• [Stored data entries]
[Start of section]

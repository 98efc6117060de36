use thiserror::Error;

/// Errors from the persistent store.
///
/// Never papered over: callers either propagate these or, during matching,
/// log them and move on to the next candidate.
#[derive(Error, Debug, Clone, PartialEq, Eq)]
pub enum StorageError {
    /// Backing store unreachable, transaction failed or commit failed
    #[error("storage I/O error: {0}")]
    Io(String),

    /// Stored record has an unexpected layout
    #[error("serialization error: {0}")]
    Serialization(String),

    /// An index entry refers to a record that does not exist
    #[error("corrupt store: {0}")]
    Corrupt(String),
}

[End of section]

• [WORK INSTRUCTIONS] Look above for the line that contains "the persistent store.". Starting there, transcribe every line exactly until you have copied the line that contains "does not exist".

• [EXERCISE RESULT]
/// Errors from the persistent store.
///
/// Never papered over: callers either propagate these or, during matching,
/// log them and move on to the next candidate.
#[derive(Error, Debug, Clone, PartialEq, Eq)]
pub enum StorageError {
    /// Backing store unreachable, transaction failed or commit failed
    #[error("storage I/O error: {0}")]
    Io(String),

    /// Stored record has an unexpected layout
    #[error("serialization error: {0}")]
    Serialization(String),

    /// An index entry refers to a record that does not exist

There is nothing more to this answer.